The Fund’s Deputy Managing Director, Tao Zhang has given Malawi the thumbs up, but with a note of caution: “Malawi has shown progress in achieving macroeconomic stabilisation following two years of drought, with a rebound in growth and inflation reduced to single digits… However, the fiscal position has deteriorated and the public debt to GDP ratio has risen…The authorities are [however] making efforts to entrench macroeconomic stability, raise growth and reduce poverty.”
Africa must industrialise
But breaking the poverty cycle, says Mutharika, is not a one-man show. It is both a national and regional collective responsibility, and needs the involvement of private investors and institutional collaboration. Here the Malawian leader is quick to point out why his country was one of the African countries that welcomed and signed up to all the three protocols of the recently launched Africa Continental Free Trade Area (AfCFTA).
However, despite his pragmatism on the need for the new economic bloc, Mutharika is cautious on how Malawi (and other African signatories) will make the most of the AfCFTA:
“It is important that Africa has conceived the Common Market and we can have as many common markets as we want – but in order to benefit and take advantage of it and make it work for our people, countries must have something to sell. That is why for me, the emphasis must be on industrialisation,” he stresses.
“Malawi is a small market of 17m people, and it is important to be part of this common market. By having a larger market we will of course attract investors, but if you are not manufacturing anything, they won’t be interested. Investors know that in the rest of the world, return on investment is about 8%; in Africa it is around 30%. The labour is there, resources are there, and it is therefore very profitable to invest in Africa. But they will not invest without the right conditions.”
So the key now for Africa, he argues, is industrialisation – especially in agriculture.

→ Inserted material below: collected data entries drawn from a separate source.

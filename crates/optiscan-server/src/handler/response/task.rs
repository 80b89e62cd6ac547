//! Task response bodies.

use optiscan_nats::kv::{TaskResult, TaskState};
use serde::{Deserialize, Serialize};
use uuid::Uuid;

/// Response for a dispatched recognition task.
#[derive(Debug, Clone, Serialize, Deserialize)]
pub struct TaskDispatchResponse {
    /// Identifier of the enqueued task.
    pub task_id: Uuid,
    /// Document the task operates on.
    pub doc_id: Uuid,
}

/// Response for a task status query.
#[derive(Debug, Clone, Serialize, Deserialize)]
pub struct TaskStatusResponse {
    /// Identifier of the task.
    pub task_id: Uuid,
    /// Current status name: `pending`, `running`, `succeeded` or `failed`.
    pub status: &'static str,
    /// Worker processing the task, present while running.
    #[serde(skip_serializing_if = "Option::is_none")]
    pub worker_id: Option<String>,
    /// Result payload, present on success.
    #[serde(skip_serializing_if = "Option::is_none")]
    pub result: Option<TaskResult>,
    /// Failure reason, present on failure.
    #[serde(skip_serializing_if = "Option::is_none")]
    pub error: Option<String>,
}

impl TaskStatusResponse {
    /// Builds the response from a registry state.
    pub fn new(task_id: Uuid, state: TaskState) -> Self {
        let mut response = Self {
            task_id,
            status: status_name(&state),
            worker_id: None,
            result: None,
            error: None,
        };

        match state {
            TaskState::Pending => {}
            TaskState::Running { worker_id, .. } => response.worker_id = Some(worker_id),
            TaskState::Succeeded { result, .. } => response.result = Some(result),
            TaskState::Failed { error, .. } => response.error = Some(error),
        }

        response
    }
}

fn status_name(state: &TaskState) -> &'static str {
    match state {
        TaskState::Pending => "pending",
        TaskState::Running { .. } => "running",
        TaskState::Succeeded { .. } => "succeeded",
        TaskState::Failed { .. } => "failed",
    }
}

Whatever the produce, lentils, ground nuts, soya beans, all have to be industrially processed. “But without industrialising, we will not attract investment,” he points out.
He also emphasises the need for value addition to African produce and in manufacturing. “That is what we are trying to do in Malawi, and that is what I will aim for,” he promises.

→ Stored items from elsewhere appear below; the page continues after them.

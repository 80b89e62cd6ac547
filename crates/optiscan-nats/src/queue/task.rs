//! Task definitions for background OCR processing.

use jiff::Timestamp;
use serde::{Deserialize, Serialize};
use uuid::Uuid;

/// A unit of work dispatched to the OCR worker pool.
#[derive(Debug, Clone, Serialize, Deserialize)]
pub struct OcrTask {
    /// Unique task identifier, also the status registry key.
    pub id: Uuid,
    /// What the worker should do.
    pub command: TaskCommand,
    /// Timestamp when the task was enqueued.
    pub created_at: Timestamp,
}

impl OcrTask {
    /// Create a new task.
    ///
    /// Ids are v7 UUIDs so tasks sort by creation time.
    pub fn new(command: TaskCommand) -> Self {
        Self {
            id: Uuid::now_v7(),
            command,
            created_at: Timestamp::now(),
        }
    }

    /// Returns the document this task operates on.
    pub fn document_id(&self) -> Uuid {
        match &self.command {
            TaskCommand::RecognizeText { document_id } => *document_id,
        }
    }
}

/// Commands the worker pool understands.
#[derive(Debug, Clone, Serialize, Deserialize, PartialEq, Eq)]
#[serde(tag = "command", rename_all = "snake_case")]
pub enum TaskCommand {
    /// Run text recognition on a stored document.
    RecognizeText { document_id: Uuid },
}

impl TaskCommand {
    /// Subject suffix for this command kind.
    pub fn kind(&self) -> &'static str {
        match self {
            TaskCommand::RecognizeText { .. } => "recognize_text",
        }
    }
}

#[cfg(test)]
mod tests {
    use super::*;

    #[test]
    fn task_carries_document_id() {
        let document_id = Uuid::new_v4();
        let task = OcrTask::new(TaskCommand::RecognizeText { document_id });
        assert_eq!(task.document_id(), document_id);
        assert_eq!(task.command.kind(), "recognize_text");
    }

    #[test]
    fn ids_sort_by_creation() {
        let first = OcrTask::new(TaskCommand::RecognizeText {
            document_id: Uuid::new_v4(),
        });
        let second = OcrTask::new(TaskCommand::RecognizeText {
            document_id: Uuid::new_v4(),
        });
        assert!(first.id < second.id);
    }

    #[test]
    fn command_serializes_with_tag() {
        let command = TaskCommand::RecognizeText {
            document_id: Uuid::nil(),
        };
        let json = serde_json::to_value(&command).unwrap();
        assert_eq!(json["command"], "recognize_text");
    }
}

One of the major constraints on industrialisation, he says, is the perennial problem of having an adequate power supply and the over-reliance on hydropower across most parts of the continent.
“Lake Malawi’s levels have gone down and we can now only pump out less than 50% [of the power capacity]. The situation is made worse because Malawi has only invested in hydro power for all these years,” he says.

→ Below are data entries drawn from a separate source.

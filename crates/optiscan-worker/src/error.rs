//! Worker error types.

use std::borrow::Cow;

/// Result type alias for worker operations.
pub type Result<T, E = WorkerError> = std::result::Result<T, E>;

/// Worker error type.
#[derive(Debug, thiserror::Error)]
pub enum WorkerError {
    /// Task queue or status registry operation failed.
    #[error("queue error: {0}")]
    Queue(#[from] optiscan_nats::Error),

    /// Database operation failed.
    #[error("database error: {0}")]
    Database(#[from] optiscan_postgres::PgError),

    /// Failed to process a task.
    #[error("task processing failed: {message}")]
    Processing {
        message: Cow<'static, str>,
        #[source]
        source: Option<Box<dyn std::error::Error + Send + Sync>>,
    },
}

impl WorkerError {
    /// Creates a processing error with a message.
    pub fn processing(message: impl Into<Cow<'static, str>>) -> Self {
        Self::Processing {
            message: message.into(),
            source: None,
        }
    }

    /// Creates a processing error with a message and source.
    pub fn processing_with_source(
        message: impl Into<Cow<'static, str>>,
        source: impl std::error::Error + Send + Sync + 'static,
    ) -> Self {
        Self::Processing {
            message: message.into(),
            source: Some(Box::new(source)),
        }
    }
}
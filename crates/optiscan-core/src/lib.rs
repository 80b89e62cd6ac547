#![forbid(unsafe_code)]
#![cfg_attr(docsrs, feature(doc_cfg))]
#![doc = include_str!("../README.md")]

/// Tracing target for OCR operations.
pub const TRACING_TARGET_OCR: &str = "optiscan_core::ocr";

/// Tracing target for content store operations.
pub const TRACING_TARGET_FS: &str = "optiscan_core::fs";

mod error;
mod health;

pub mod fs;
pub mod ocr;

pub use error::{BoxedError, Error, ErrorKind, Result};
pub use health::{ServiceHealth, ServiceStatus};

“Can you believe that since independence in 1964, we have only added 131 megawatts of power? We have never projected the future of energy demands to cater for the growth of our populations and the needs of industrialisation.”
Africa must change that, and he says it will only happen if there is political will and major investments in new forms of energy, such as nuclear, coal-driven or fossil.
Term limits crucial
But achieving excellent economic and financial results only comes with good governance, he says, adding that term limits are crucial to moving Africa forward.
“I am a lawyer by profession and was involved in the drafting of my country’s Constitution, so I very much respect the rule of law and yes, I am very much in support of political term limits, there is no doubt about that,” he says.
Former President Joyce Banda has since returned to Malawi after a four-year self-imposed exile and indirectly, from this interview, President Mutharika seems to be ensuring her return is safe.
“Good governance is crucial and as President I also have no intention of curtailing anyone’s freedom and arresting people arbitrarily, as long as they respect the rule of law and remain non-violent – even as we lead up to the next elections, during which we are expecting to get a landslide victory.
“It will give us the mandate to finish all the work we are putting in place for Malawi to excel,” he stresses.